Engel; bir konuda mani, güçlük ve handikap anlamında… İnsan, topraktan ve sudan mayalanan, sınırlı ve fani olan can. Baki olana hayran, istek ve arzuları sınırsız, ihtiyaçları ise sınırlı olan.

Doğumla başlayan hikâyesini, ölümle sonsuzluğa taşıyan, asıl âleme giden. Dünyaya sürgün edilen, öz vatanının hasreti ile yanan, sonsuzluk aşığı…

Hayat denilen serencamda güzellikler kadar zorlukları da gören, yaşadığı güçlüklerden pes etmeyen insanoğlu.
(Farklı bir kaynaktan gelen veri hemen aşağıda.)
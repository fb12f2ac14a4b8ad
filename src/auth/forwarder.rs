use crate::core::role::{DomainEndpoints, Role};
use crate::error::ForwardError;
use log::{debug, error, warn};
use reqwest::header::{HeaderValue, AUTHORIZATION};
use reqwest::redirect::Policy;
use reqwest::{Client, StatusCode};
use std::time::Duration;

/// Response header carrying the username the account service verified.
pub const USER_NAME_HEADER: &str = "x-user-name";

/// Identity attached to a request after the account service approved it.
#[derive(Debug, Clone, PartialEq, Eq)]
pub struct VerifiedUser {
    pub username: String,
    pub role: Role,
}

/// Asks the account service whether a bearer token is valid for a role.
///
/// One round trip per call, no retries. The account service's decision is
/// final: any non-200 answer is relayed to the caller unchanged.
pub struct AuthForwarder {
    client: Client,
    endpoints: DomainEndpoints,
}

impl AuthForwarder {
    /// `timeout` of `None` keeps reqwest's default, which waits indefinitely.
    ///
    /// Redirects are never followed: a 3xx from the account service is a
    /// decision to relay, not a hop to take.
    pub fn new(endpoints: DomainEndpoints, timeout: Option<Duration>) -> Result<Self, reqwest::Error> {
        let mut builder = Client::builder().redirect(Policy::none());
        if let Some(timeout) = timeout {
            builder = builder.timeout(timeout);
        }
        Ok(AuthForwarder {
            client: builder.build()?,
            endpoints,
        })
    }

    /// The client must be built with `redirect(Policy::none())`, otherwise a
    /// redirect target could approve a request the account service refused.
    pub fn with_client(client: Client, endpoints: DomainEndpoints) -> Self {
        AuthForwarder { client, endpoints }
    }

    /// `authorization` is the caller's raw header value, forwarded byte for byte.
    pub async fn authorize(
        &self,
        role: Role,
        authorization: Option<&[u8]>,
    ) -> Result<VerifiedUser, ForwardError> {
        let url = self.endpoints.endpoint_for(role);
        let mut request = self.client.get(url);
        if let Some(raw) = authorization {
            match HeaderValue::from_bytes(raw) {
                Ok(value) => request = request.header(AUTHORIZATION, value),
                Err(_) => warn!("Dropping unforwardable Authorization header"),
            }
        }

        let response = match request.send().await {
            Ok(response) => response,
            Err(err) => return Err(transport_error(err)),
        };

        let status = response.status();
        if status != StatusCode::OK {
            debug!("Account service denied {} access: {}", role, status);
            return Err(denied(status));
        }

        let username = response
            .headers()
            .get(USER_NAME_HEADER)
            .and_then(|value| value.to_str().ok())
            .filter(|value| !value.is_empty())
            .ok_or_else(|| {
                warn!("Account service approved {} access without {}", role, USER_NAME_HEADER);
                ForwardError::MalformedResponse
            })?;

        Ok(VerifiedUser {
            username: username.to_string(),
            role,
        })
    }
}

/// The relayed reason is the status's canonical phrase. Non-standard codes
/// such as 499 have none and are relayed with an empty body.
fn denied(status: StatusCode) -> ForwardError {
    ForwardError::Denied {
        status: status.as_u16(),
        reason: status.canonical_reason().unwrap_or_default().to_string(),
    }
}

fn transport_error(err: reqwest::Error) -> ForwardError {
    match err.status() {
        Some(status) => denied(status),
        None => {
            error!("Account service call failed: {}", err);
            ForwardError::Unavailable(err.to_string())
        }
    }
}
use crate::authentication::Authenticator;
use crate::core::role::Role;
use crate::error::AuthError;
use actix_web::{web, HttpResponse};
use serde::{Deserialize, Serialize};

#[derive(Deserialize, Serialize)]
pub struct LoginRequest {
    pub username: String,
    pub password: String,
}

#[derive(Deserialize, Serialize)]
pub struct LoginResponse {
    pub token: String,
}

#[derive(Deserialize, Serialize)]
pub struct RegisterRequest {
    pub username: String,
    pub email: String,
    pub password: String,
}

#[derive(Deserialize, Serialize)]
pub struct RegisterResponse {
    pub username: String,
    pub email: String,
    pub role: Role,
}

/// `POST /api/accounts/register`. Self-registration always yields a `User`.
pub async fn register(
    body: web::Json<RegisterRequest>,
    authenticator: web::Data<Authenticator>,
) -> Result<HttpResponse, AuthError> {
    let account = authenticator
        .register(&body.username, &body.email, &body.password, Role::User)
        .await?;

    Ok(HttpResponse::Created().json(RegisterResponse {
        username: account.username,
        email: account.email,
        role: account.role,
    }))
}

/// `POST /api/accounts/login`
pub async fn login(
    body: web::Json<LoginRequest>,
    authenticator: web::Data<Authenticator>,
) -> Result<HttpResponse, AuthError> {
    let token = authenticator.login(&body.username, &body.password).await?;
    Ok(HttpResponse::Ok().json(LoginResponse { token }))
}

#[cfg(test)]
mod tests {
    use super::*;
    use crate::core::role::DomainSecrets;
    use crate::error::ErrorBody;
    use crate::storage::{MemoryAccountRepository, MemorySessionStore};
    use actix_web::{test, App};
    use std::sync::Arc;
    use std::time::Duration;

    fn authenticator() -> Authenticator {
        Authenticator::new(
            Arc::new(MemoryAccountRepository::new()),
            Arc::new(MemorySessionStore::new()),
            DomainSecrets::new("admin-secret", "user-secret"),
            Duration::from_secs(300),
        )
        .with_bcrypt_cost(4)
    }

    #[actix_web::test]
    async fn test_register_then_login() {
        let app = test::init_service(
            App::new()
                .app_data(web::Data::new(authenticator()))
                .route("/api/accounts/register", web::post().to(register))
                .route("/api/accounts/login", web::post().to(login)),
        )
        .await;

        let req = test::TestRequest::post()
            .uri("/api/accounts/register")
            .set_json(&RegisterRequest {
                username: "alice".to_string(),
                email: "alice@example.com".to_string(),
                password: "Valid1!".to_string(),
            })
            .to_request();
        let resp = test::call_service(&app, req).await;
        assert_eq!(resp.status(), 201);
        let registered: RegisterResponse = test::read_body_json(resp).await;
        assert_eq!(registered.role, Role::User);

        let req = test::TestRequest::post()
            .uri("/api/accounts/login")
            .set_json(&LoginRequest {
                username: "alice".to_string(),
                password: "Valid1!".to_string(),
            })
            .to_request();
        let resp: LoginResponse = test::call_and_read_body_json(&app, req).await;
        assert_eq!(resp.token.split('.').count(), 3);
    }

    #[actix_web::test]
    async fn test_login_with_bad_password_is_unauthorized() {
        let auth = authenticator();
        auth.register("alice", "alice@example.com", "Valid1!", Role::User)
            .await
            .unwrap();
        let app = test::init_service(
            App::new()
                .app_data(web::Data::new(auth))
                .route("/api/accounts/login", web::post().to(login)),
        )
        .await;

        let req = test::TestRequest::post()
            .uri("/api/accounts/login")
            .set_json(&LoginRequest {
                username: "alice".to_string(),
                password: "nope".to_string(),
            })
            .to_request();
        let resp = test::call_service(&app, req).await;
        assert_eq!(resp.status(), 401);
        let body: ErrorBody = test::read_body_json(resp).await;
        assert_eq!(body.message, "Invalid credentials");
    }

    #[actix_web::test]
    async fn test_duplicate_registration_conflicts() {
        let auth = authenticator();
        auth.register("alice", "alice@example.com", "Valid1!", Role::User)
            .await
            .unwrap();
        let app = test::init_service(
            App::new()
                .app_data(web::Data::new(auth))
                .route("/api/accounts/register", web::post().to(register)),
        )
        .await;

        let req = test::TestRequest::post()
            .uri("/api/accounts/register")
            .set_json(&RegisterRequest {
                username: "alice".to_string(),
                email: "again@example.com".to_string(),
                password: "Valid1!".to_string(),
            })
            .to_request();
        let resp = test::call_service(&app, req).await;
        assert_eq!(resp.status(), 409);
    }
}
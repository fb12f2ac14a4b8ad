// src/config.rs
use crate::core::role::{DomainEndpoints, DomainSecrets};
use std::env;
use std::time::Duration;
use thiserror::Error;

#[derive(Error, Debug, PartialEq)]
pub enum ConfigError {
    #[error("{0} must be set")]
    Missing(&'static str),
    #[error("{0} is not a valid value: {1}")]
    Invalid(&'static str, String),
}

fn required(key: &'static str) -> Result<String, ConfigError> {
    env::var(key).map_err(|_| ConfigError::Missing(key))
}

fn optional_secs(key: &'static str) -> Result<Option<Duration>, ConfigError> {
    match env::var(key) {
        Ok(raw) => raw
            .parse::<u64>()
            .map(|secs| Some(Duration::from_secs(secs)))
            .map_err(|_| ConfigError::Invalid(key, raw)),
        Err(_) => Ok(None),
    }
}

/// Credentials of an admin account created at boot, if configured.
#[derive(Debug, Clone)]
pub struct AdminSeed {
    pub username: String,
    pub email: String,
    pub password: String,
}

#[derive(Debug, Clone)]
pub struct AccountServiceConfig {
    pub bind_addr: String,
    pub redis_url: String,
    pub secrets: DomainSecrets,
    pub token_ttl: Duration,
    /// Expiry applied to session entries. `None` leaves them to the cache's own policy.
    pub session_ttl: Option<Duration>,
    pub admin_seed: Option<AdminSeed>,
}

impl AccountServiceConfig {
    pub fn from_env() -> Result<Self, ConfigError> {
        dotenv::dotenv().ok();

        let admin_seed = match (
            env::var("ADMIN_USERNAME"),
            env::var("ADMIN_EMAIL"),
            env::var("ADMIN_PASSWORD"),
        ) {
            (Ok(username), Ok(email), Ok(password)) => Some(AdminSeed {
                username,
                email,
                password,
            }),
            _ => None,
        };

        let admin_secret = required("ADMIN_JWT_SECRET")?;
        let user_secret = required("USER_JWT_SECRET")?;
        // Equal secrets would make the two trust domains interchangeable.
        if admin_secret == user_secret {
            return Err(ConfigError::Invalid(
                "USER_JWT_SECRET",
                "must differ from ADMIN_JWT_SECRET".to_string(),
            ));
        }

        Ok(AccountServiceConfig {
            bind_addr: env::var("ACCOUNT_BIND_ADDR").unwrap_or_else(|_| "0.0.0.0:3000".to_string()),
            redis_url: required("REDIS_URL")?,
            secrets: DomainSecrets::new(admin_secret, user_secret),
            token_ttl: optional_secs("TOKEN_TTL_SECS")?.unwrap_or(Duration::from_secs(3600)),
            session_ttl: optional_secs("SESSION_TTL_SECS")?,
            admin_seed,
        })
    }
}

/// Settings shared by the services that delegate authorization.
#[derive(Debug, Clone)]
pub struct DownstreamConfig {
    pub bind_addr: String,
    pub account_service_url: String,
    /// `None` keeps the HTTP client's default, which never times out.
    pub account_timeout: Option<Duration>,
}

impl DownstreamConfig {
    /// `bind_key` is the service's own bind address variable, e.g. `BOOK_BIND_ADDR`.
    pub fn from_env(bind_key: &'static str, default_bind: &str) -> Result<Self, ConfigError> {
        dotenv::dotenv().ok();

        Ok(DownstreamConfig {
            bind_addr: env::var(bind_key).unwrap_or_else(|_| default_bind.to_string()),
            account_service_url: required("ACCOUNT_SERVICE_URL")?,
            account_timeout: optional_secs("ACCOUNT_SERVICE_TIMEOUT_SECS")?,
        })
    }

    pub fn endpoints(&self) -> DomainEndpoints {
        DomainEndpoints::from_base_url(&self.account_service_url)
    }
}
Kimi vakit bedeni, kimi vakit malı-mülkü, kimi vakit sevdikleri ile imtihan edilen.

Bedenin bir engeli olduğunda, ruhundaki özü keşfederse her türlü zorluğu aşandır insan. Gözü görmeyen bir kişinin, gönlü görüyorsa, duyuları, gözü gören bir insana göre daha bilinçli çalışır. Bu yüzden gözleri görmeyen fakat hisleri çok kuvvetli olur. Diğeri bakar ama bakar kördür.

Kalp gözünü kapatan için sonuç hezeyandır. Bedeninde herhangi bir özrü olan başka bir insana baktığımızda, bacakları sakat olan mesela. Diğerinin sapasağlam bacağı vardır ama gideceği yoldan sapmıştır. Tembellik onu kuşatmıştır.

Sakatlığın güçlüğü ile ise kollarını doğru kullanmayı öğrenmiş, kendine hayatı kolaylaştırmak için tüm manileri aşıp delmiştir ya da kulağı duymayan bir kişiyi hayal edin. İşaret diliyle sağlıklı duyan bir insanı bile geçmiştir.

İnsanoğlu adı misali nankördür vesselam. Sağlığını kaybetmeden şükrünü ve kıymetini anlamaz, zamanını kaybetmeden boşa geçen ömründen habersiz yaşar.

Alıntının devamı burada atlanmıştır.